Rails 5 way to handle ActionController::ParameterMissing
Asked Answered
M

2

5

If a parameter that's required is missing using strong parameters, the Rails server will respond with an HTTP 500.

This does not give me control over giving the user feedback with what exactly went wrong. Does it not make sense to be able to send them back a message such a required parameter is missing?

What is the "Rails way" of giving appropriate user feedback on ActionController::ParameterMissing? Is one supposed to capture the exception and handle your request response there? It seems wrong to do that in every controller.

Michaels answered 27/9, 2018 at 19:24 Comment(0)
F
9

You can use

rescue_from ActionController::ParameterMissing do |e|
  render 'something'
end

in your ApplicationController (or whatever your parent controller is).

As to whether you should inform users or not, I think it depends on what your controllers are doing. If they are API controllers, it definitely makes sense to handle that gracefully, as the users are responsible for preparing the input. If they are accepting data from your HTML forms it's, in my opinion, not that important as the missing parameters probably mean that the user tinkered with the HTML, or something went really wrong inside the browser.

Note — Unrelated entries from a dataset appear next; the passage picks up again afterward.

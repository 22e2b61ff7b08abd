//! `LogChannel`: a named, optionally typed log stream.
//!
//! # Constructing a channel
//!
//! ```rust,no_run
//! use panel_common::{component, LogChannel};
//!
//! struct MotdPlugin;
//! component!(MotdPlugin);
//!
//! // Application name = "MotdPlugin", file under
//! // ./Components/{crate}/Logs/{module}/MotdPlugin/MotdPlugin.log
//! let log = LogChannel::for_type::<MotdPlugin>();
//! log.information("plugin loaded");
//!
//! // Untyped: ./Components/Misc/Logs/Updater/Updater.log
//! let misc = LogChannel::new("Updater");
//! misc.warning("no update server configured");
//! ```

use std::error::Error as StdError;
use std::fmt::Write as _;
use std::path::{Path, PathBuf};
use std::sync::Arc;

use tracing::Dispatch;
use tracing_appender::rolling::{RollingFileAppender, Rotation};
use tracing_subscriber::filter::LevelFilter;
use tracing_subscriber::layer::SubscriberExt;

use super::bus::{ExceptionRecord, LogEventBus, LogRecord};
use super::files::{self, LogFile};
use super::format::ChannelFormat;
use super::settings::LoggerSettings;
use super::LogError;
use crate::domain::descriptor::{Component, TypeDescriptor};
use crate::domain::level::LogLevel;
use crate::domain::paths;

/// Emits one event on the current default dispatcher at a fixed `tracing`
/// level.  The level must be a constant, hence one arm per level below.
macro_rules! emit_event {
    ($level:ident, $severity:expr, $message:expr, $exception:expr) => {
        match $exception {
            Some(exception) => tracing::event!(
                target: "panel_common::channel",
                tracing::Level::$level,
                severity = $severity,
                exception = %exception,
                "{}",
                $message
            ),
            None => tracing::event!(
                target: "panel_common::channel",
                tracing::Level::$level,
                severity = $severity,
                "{}",
                $message
            ),
        }
    };
}

/// A log stream writing to stdout and a daily-rolled file, then notifying
/// the subscribers of its [`LogEventBus`].
pub struct LogChannel {
    application: String,
    carrier: Option<TypeDescriptor>,
    log_path: PathBuf,
    minimum_level: LogLevel,
    dispatch: Dispatch,
    bus: Arc<LogEventBus>,
}

impl std::fmt::Debug for LogChannel {
    fn fmt(&self, f: &mut std::fmt::Formatter<'_>) -> std::fmt::Result {
        f.debug_struct("LogChannel")
            .field("application", &self.application)
            .field("carrier", &self.carrier)
            .field("log_path", &self.log_path)
            .field("minimum_level", &self.minimum_level)
            .finish_non_exhaustive()
    }
}

impl LogChannel {
    /// Untyped channel, logging under `Components/Misc/Logs/{application}/`.
    pub fn new(application: impl Into<String>) -> Self {
        Self::builder(application).build()
    }

    /// Channel for `T`, named after the type's short name.
    pub fn for_type<T: Component>() -> Self {
        let carrier = T::descriptor();
        Self::builder(carrier.short_name()).carrier(carrier).build()
    }

    /// Channel for `T` with an explicit application name.
    pub fn for_type_named<T: Component>(application: impl Into<String>) -> Self {
        Self::builder(application).carrier(T::descriptor()).build()
    }

    pub fn builder(application: impl Into<String>) -> LogChannelBuilder {
        LogChannelBuilder {
            application: application.into(),
            carrier: None,
            settings: None,
            bus: None,
        }
    }

    pub fn application(&self) -> &str {
        &self.application
    }

    pub fn carrier(&self) -> Option<&TypeDescriptor> {
        self.carrier.as_ref()
    }

    /// Path of the un-rolled log file, `.../{App}/{App}.log`.
    pub fn log_path(&self) -> &Path {
        &self.log_path
    }

    /// Directory holding this channel's rolled log files.
    pub fn log_directory(&self) -> &Path {
        self.log_path.parent().unwrap_or_else(|| Path::new("."))
    }

    pub fn minimum_level(&self) -> LogLevel {
        self.minimum_level
    }

    /// The `tracing` dispatcher that owns this channel's sinks.
    pub fn internal_logger(&self) -> &Dispatch {
        &self.dispatch
    }

    pub fn event_bus(&self) -> &Arc<LogEventBus> {
        &self.bus
    }

    /// Writes `message` at `level`, then notifies record subscribers.
    pub fn log_message(&self, level: LogLevel, message: &str) {
        self.write(level, message, None);
        self.bus.publish_record(&LogRecord {
            level,
            logger: &self.dispatch,
            message,
            application: &self.application,
        });
    }

    pub fn verbose(&self, message: &str) {
        self.log_message(LogLevel::Verbose, message);
    }

    pub fn debug(&self, message: &str) {
        self.log_message(LogLevel::Debug, message);
    }

    pub fn information(&self, message: &str) {
        self.log_message(LogLevel::Information, message);
    }

    pub fn warning(&self, message: &str) {
        self.log_message(LogLevel::Warning, message);
    }

    pub fn error(&self, message: &str) {
        self.log_message(LogLevel::Error, message);
    }

    pub fn fatal(&self, message: &str) {
        self.log_message(LogLevel::Fatal, message);
    }

    /// Writes `error` at `Error` level, using its message as the record text
    /// and its source chain as the exception block, then notifies exception
    /// subscribers.
    pub fn log_exception(&self, error: &(dyn StdError + '_)) {
        let message = error.to_string();
        let chain = render_error_chain(error);
        self.write(LogLevel::Error, &message, Some(&chain));
        self.bus.publish_exception(&ExceptionRecord {
            level: LogLevel::Error,
            logger: &self.dispatch,
            error,
            application: &self.application,
        });
    }

    /// Every file in the log directory, sorted by name.
    ///
    /// # Errors
    ///
    /// Returns [`LogError::Io`] if the directory cannot be created or read.
    pub fn log_files(&self) -> Result<Vec<LogFile>, LogError> {
        files::list_log_files(self.log_directory())
    }

    /// The most recently modified file in the log directory, if any.
    ///
    /// # Errors
    ///
    /// Returns [`LogError::Io`] if the directory cannot be created or read.
    pub fn current_log_file(&self) -> Result<Option<LogFile>, LogError> {
        Ok(files::most_recent(self.log_files()?))
    }

    fn write(&self, level: LogLevel, message: &str, exception: Option<&str>) {
        if level < self.minimum_level {
            return;
        }
        let severity = level.short_code();
        tracing::dispatcher::with_default(&self.dispatch, || match level {
            LogLevel::Verbose => emit_event!(TRACE, severity, message, exception),
            LogLevel::Debug => emit_event!(DEBUG, severity, message, exception),
            LogLevel::Information => emit_event!(INFO, severity, message, exception),
            LogLevel::Warning => emit_event!(WARN, severity, message, exception),
            LogLevel::Error | LogLevel::Fatal => emit_event!(ERROR, severity, message, exception),
        });
    }
}

/// Builder for [`LogChannel`].
///
/// Without explicit settings the builder uses [`LoggerSettings::from_env`];
/// without an explicit bus it uses [`LogEventBus::global`].
pub struct LogChannelBuilder {
    application: String,
    carrier: Option<TypeDescriptor>,
    settings: Option<LoggerSettings>,
    bus: Option<Arc<LogEventBus>>,
}

impl LogChannelBuilder {
    pub fn carrier(mut self, carrier: TypeDescriptor) -> Self {
        self.carrier = Some(carrier);
        self
    }

    pub fn settings(mut self, settings: LoggerSettings) -> Self {
        self.settings = Some(settings);
        self
    }

    pub fn event_bus(mut self, bus: Arc<LogEventBus>) -> Self {
        self.bus = Some(bus);
        self
    }

    /// Builds the channel, failing if the file sink cannot be opened.
    ///
    /// # Errors
    ///
    /// Returns [`LogError::FileSink`] if the log directory or file cannot be
    /// created.
    pub fn try_build(self) -> Result<LogChannel, LogError> {
        let parts = self.resolve();
        let directory = parts.directory();
        let appender = RollingFileAppender::builder()
            .rotation(Rotation::DAILY)
            .filename_prefix(parts.application.as_str())
            .filename_suffix("log")
            .build(&directory)
            .map_err(|source| LogError::FileSink {
                path: directory.clone(),
                source,
            })?;
        Ok(parts.into_channel(Some(appender)))
    }

    /// Builds the channel; if the file sink cannot be opened the channel
    /// logs to the console only and a warning is emitted.
    pub fn build(self) -> LogChannel {
        let parts = self.resolve();
        let directory = parts.directory();
        match RollingFileAppender::builder()
            .rotation(Rotation::DAILY)
            .filename_prefix(parts.application.as_str())
            .filename_suffix("log")
            .build(&directory)
        {
            Ok(appender) => parts.into_channel(Some(appender)),
            Err(err) => {
                tracing::warn!(
                    application = %parts.application,
                    directory = %directory.display(),
                    "log file sink unavailable, falling back to console only: {err}"
                );
                parts.into_channel(None)
            }
        }
    }

    fn resolve(self) -> ChannelParts {
        let settings = self.settings.unwrap_or_else(LoggerSettings::from_env);
        let log_path = paths::log_path(
            &settings.log_root(),
            self.carrier.as_ref(),
            &self.application,
        );
        ChannelParts {
            application: self.application,
            carrier: self.carrier,
            log_path,
            settings,
            bus: self.bus.unwrap_or_else(LogEventBus::global),
        }
    }
}

struct ChannelParts {
    application: String,
    carrier: Option<TypeDescriptor>,
    log_path: PathBuf,
    settings: LoggerSettings,
    bus: Arc<LogEventBus>,
}

impl ChannelParts {
    fn directory(&self) -> PathBuf {
        self.log_path
            .parent()
            .map(Path::to_path_buf)
            .unwrap_or_else(|| PathBuf::from("."))
    }

    fn into_channel(self, appender: Option<RollingFileAppender>) -> LogChannel {
        let console = self.settings.console.then(|| {
            tracing_subscriber::fmt::layer()
                .event_format(ChannelFormat::new(self.application.clone()))
                .with_writer(std::io::stdout)
                .with_ansi(false)
        });
        let file = appender.map(|appender| {
            tracing_subscriber::fmt::layer()
                .event_format(ChannelFormat::new(self.application.clone()))
                .with_writer(appender)
                .with_ansi(false)
        });
        let subscriber = tracing_subscriber::registry()
            .with(LevelFilter::TRACE)
            .with(console)
            .with(file);

        LogChannel {
            application: self.application,
            carrier: self.carrier,
            log_path: self.log_path,
            minimum_level: self.settings.minimum_level,
            dispatch: Dispatch::new(subscriber),
            bus: self.bus,
        }
    }
}

/// `error` followed by one `  caused by: …` line per source.
pub(crate) fn render_error_chain(error: &(dyn StdError + '_)) -> String {
    let mut rendered = error.to_string();
    let mut source = error.source();
    while let Some(cause) = source {
        let _ = write!(rendered, "\n  caused by: {cause}");
        source = cause.source();
    }
    rendered
}

// ── Tests ─────────────────────────────────────────────────────────────────────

Fenestration answered 27/9, 2018 at 19:29 Comment(0)
H
5

Since you mention wanting to communicate the error specifics back to the user, you could do something like the following:

# app/controllers/application_controller.rb

rescue_from ActionController::ParameterMissing do |exception|
  render json: { error: exception.message }, status: :bad_request
end

You can also define a method to handle a specific exception, if you'd prefer to break up the handling logic:

# app/controllers/application_controller.rb

rescue_from ActionController::ParameterMissing, with: :handle_parameter_missing

def handle_parameter_missing(exception)
  render json: { error: exception.message }, status: :bad_request
end

Both of the above examples will return a JSON response like so: {"error"=>"param is missing or the value is empty: [field_name]"}

For an API-only application, I think this is valuable information to pass on.